Yvonne Rieger-Rompas

A journey in history with Ipong

Ke Peniwen

Dipublikasikan: 15.02.2020

Setelah bersilaturahmi ke ibu janda Slamet Ponijo pada 17 Desember 2013, perjalanan dilanjutkan ke tempat peristiwa. Hutan, sawah dan udara yang sejuk, kurang-lebih 50 Km dari kota Malang letak Peniwen di Jawa Timur.

Sebelumnya, dari salah satu telfon yang tidak berhenti berdering tanggal 12 September, seseorang menanyakan kasus Peniwen. Diperjumpaan dengan bapak Wimbanu (78) saksi mata dan keluarga korban peristiwa yang bertempat tinggal di Jakarta tanggal 5 November 2013, beliau bercerita bahwa kakaknya, berusia 86 tahun, janda dari Slamet Ponijo telah menuntut haknya namun belum menerima kabar dari pihak Belanda.

Bapak Wimbanu mengetahui dengan baik cerita diserangnya desa Peniwen. Tempat tinggal beliau hanya beberapa meter dari tempat peristiwa.
Pada masa itu pertempuran antara tentara Indonesia dengan tentara Belanda sering terjadi di sepanjang jalan dari Malang ke Blitar. Desa Peniwen yang letaknya hanya beberapa kilometer dari jalan raya berada dalam penguasaan tentara Indonesia. Tentara Belanda sering mengadakan patroli di wilayah ini.
Setelah Malang dikuasai Belanda pada tahun 1949 banyak perawat yang berasal dari Desa Peniwen yang bekerja di Malang kembali ke Peniwen termasuk Suyono kakaknya dan Slamet Ponijo. Mereka mendirikan klinik kesehatan Palang Idjo bersama Pendeta Martodipuro di bangunan sekolah rakyat (SR) yang sudah tidak berfungsi.
Karena letak Peniwen dekat hutan tempat persembunyian tentara Indonesia, pasien pada saat itu banyak dari tentara Indonesia yang terluka berperang dengan tentara Belanda.
Pada tanggal 19 Pebruari 1949 terjadi kontak senjata antara tentara Belanda dan tentara Indonesia di perbatasan desa Peniwen. Karena terdesak tentara Indonesia berlarian mencari perlindungan. Tentara Belanda terus mengejar dan menduduki klinik Palang Ijo.
Bapak Wimbanu mendengar suara orang berteriak kemudian suara tembakan. Ada 6 orang yang ditembak sore itu didekat rumahnya.
Yang tewas adalah Suyono kakak Wimbanu, Slamet Ponidjo kakak iparnya, Sugianto, Kasman, Roby Andris dan Paindong. Mereka dimakamkan di depan tempat peristiwa. Kini di tempat pemakaman dibangun Monumen Peniwen Affair.
Kira-kira 3 (tiga) hari sesudah penembakan Bapak Pendeta Martodipuro, dibantu Bapak Pendeta Handrink, melalui Sinode Gereja di Malang mengirimkan surat ke gereja di Belanda.
Fotokopi surat itu disimpan dan ditunjukkan oleh Bapak Wimbanu.
Akhir tahun 1949 beberapa orang datang ke desa Peniwen bersama 1 orang dari Swiss dan 1 orang dari Perwakilan Gereja Belanda. Mereka melakukan penyelidikan tetapi sesudahnya bapak Wimbanu tidak mendengari informasi hasil penyelidikan tersebut.

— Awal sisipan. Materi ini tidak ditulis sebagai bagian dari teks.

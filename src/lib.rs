//! Cube Rush - a side-scrolling reflex platformer simulation core
//!
//! Core modules:
//! - `sim`: Deterministic simulation (movement, collisions, level generation)
//! - `game`: Fixed-timestep scheduler and attempt lifecycle
//! - `render`: Render-sink interface (the crate does no drawing itself)
//!
//! The simulation is single-threaded and frame-driven: a host calls
//! [`game::Game::frame`] once per displayed frame with a wall-clock
//! timestamp and the current hold input, and receives the latest pose,
//! camera offset and visible obstacles through a [`render::RenderSink`].

pub mod game;
pub mod render;
pub mod sim;

pub use game::{Game, GamePhase};
pub use render::{NullSink, RenderFrame, RenderSink};

/// Game configuration constants
///
/// All physics values are in pixels per tick (or per tick squared), matching
/// the fixed 60 Hz simulation rate. Y grows downward; the ground line sits at
/// `GROUND_Y` and the ceiling at y = 0.
pub mod consts {
    /// Fixed simulation timestep (60 Hz)
    pub const TICK_DT: f64 = 1.0 / 60.0;
    /// Frame-time clamp before accumulation, so a backgrounded/suspended
    /// process resumes with a bounded catch-up burst instead of a runaway one
    pub const MAX_FRAME_DT: f64 = 0.1;
    /// Maximum ticks per frame to prevent spiral of death
    pub const MAX_TICKS_PER_FRAME: u32 = 8;

    /// World bounds
    pub const GROUND_Y: f32 = 540.0;
    pub const CEILING_Y: f32 = 0.0;
    /// Horizontal scroll speed (camera advance per tick, every live tick)
    pub const SCROLL_SPEED: f32 = 9.2;

    /// Player square side length
    pub const PLAYER_SIZE: f32 = 38.0;
    /// Player's fixed x position on screen (camera-relative)
    pub const PLAYER_SCREEN_X: f32 = 400.0;
    /// Hitbox inset per side, so spike grazes feel forgiving
    pub const HITBOX_MARGIN: f32 = 8.0;

    /// Cube mode: gravity per tick, jump impulse, airborne spin (degrees/tick)
    pub const GRAVITY: f32 = 0.82;
    pub const JUMP_IMPULSE: f32 = -12.5;
    pub const CUBE_SPIN_DEG: f32 = 6.0;

    /// Ship mode: velocity delta per tick while holding / not holding
    pub const SHIP_LIFT: f32 = -0.48;
    pub const SHIP_DIVE: f32 = 0.42;
    /// Ship tilt is proportional to vertical velocity
    pub const SHIP_TILT_FACTOR: f32 = 2.5;

    /// Wave mode: fixed diagonal speed and tilt angle
    pub const WAVE_SPEED: f32 = 9.5;
    pub const WAVE_TILT_DEG: f32 = 25.0;

    /// Landing tolerance: a solid counts as a floor if the previous-tick
    /// bottom edge was no deeper than this below its top
    pub const LANDING_TOLERANCE: f32 = 12.0;
    /// Obstacle scan stops once an obstacle starts this far past the hitbox
    pub const SCAN_LOOKAHEAD: f32 = 200.0;

    /// Render window around the camera (behind / ahead)
    pub const VIEW_BEHIND: f32 = 100.0;
    pub const VIEW_AHEAD: f32 = 1300.0;

    /// Delay between crash and respawn, seconds
    pub const RESPAWN_DELAY: f64 = 0.45;
    /// Crash flash overlay opacity while waiting to respawn
    pub const CRASH_FLASH_OPACITY: f32 = 0.8;
    /// "ATTEMPT N" banner auto-fade, seconds
    pub const ATTEMPT_BANNER_FADE: f64 = 1.5;
}

/// Snap an angle in degrees to the nearest multiple of 90
#[inline]
pub fn snap_to_quarter_turn(angle_deg: f32) -> f32 {
    (angle_deg / 90.0).round() * 90.0
}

Pada 15.03.2014 Pengacara Liebeth Zegveld jumpa dan berbicara dengan janda Slamet Ponijo dan saksi peristiwa ibu Jitnowati (1932) di Malang. Kedatangan di tempat peristiwa di Peniwen disambut oleh penduduk setempat.
Janda Slamet Ponijo meninggal dunia pada 27 Juni 2014 sebelum mengetahui bahwa Pemerintah Belanda memberikan ganti rugi.

Saat penyerangan di Peniwen beberapa tentara melakukan pemerkosaan terhadap perempuan di desa itu. Salah satu korban yang masih hidup menuntut pemerintah Belanda. Perjumpaan menanyakan apa yang telah terjadi di peristiwa yang menimpanya berpuluh tahun lalu, 22 November 2014 adalah hari yang tidak mudah bagi beliau dan saya. Semoga suatu saat beliau melupakan peristiwa pahit yang pernah terjadi dan memaafkan para pelakunya.
Kasus ini dimenangkan oleh Pengacara Liesbeth Zegveld. 27 Januari 2016 Pengadilan di Den Haag Belanda memutuskan bahwa Pemerintah Belanda harus bertanggung jawab dan memberikan ganti rugi.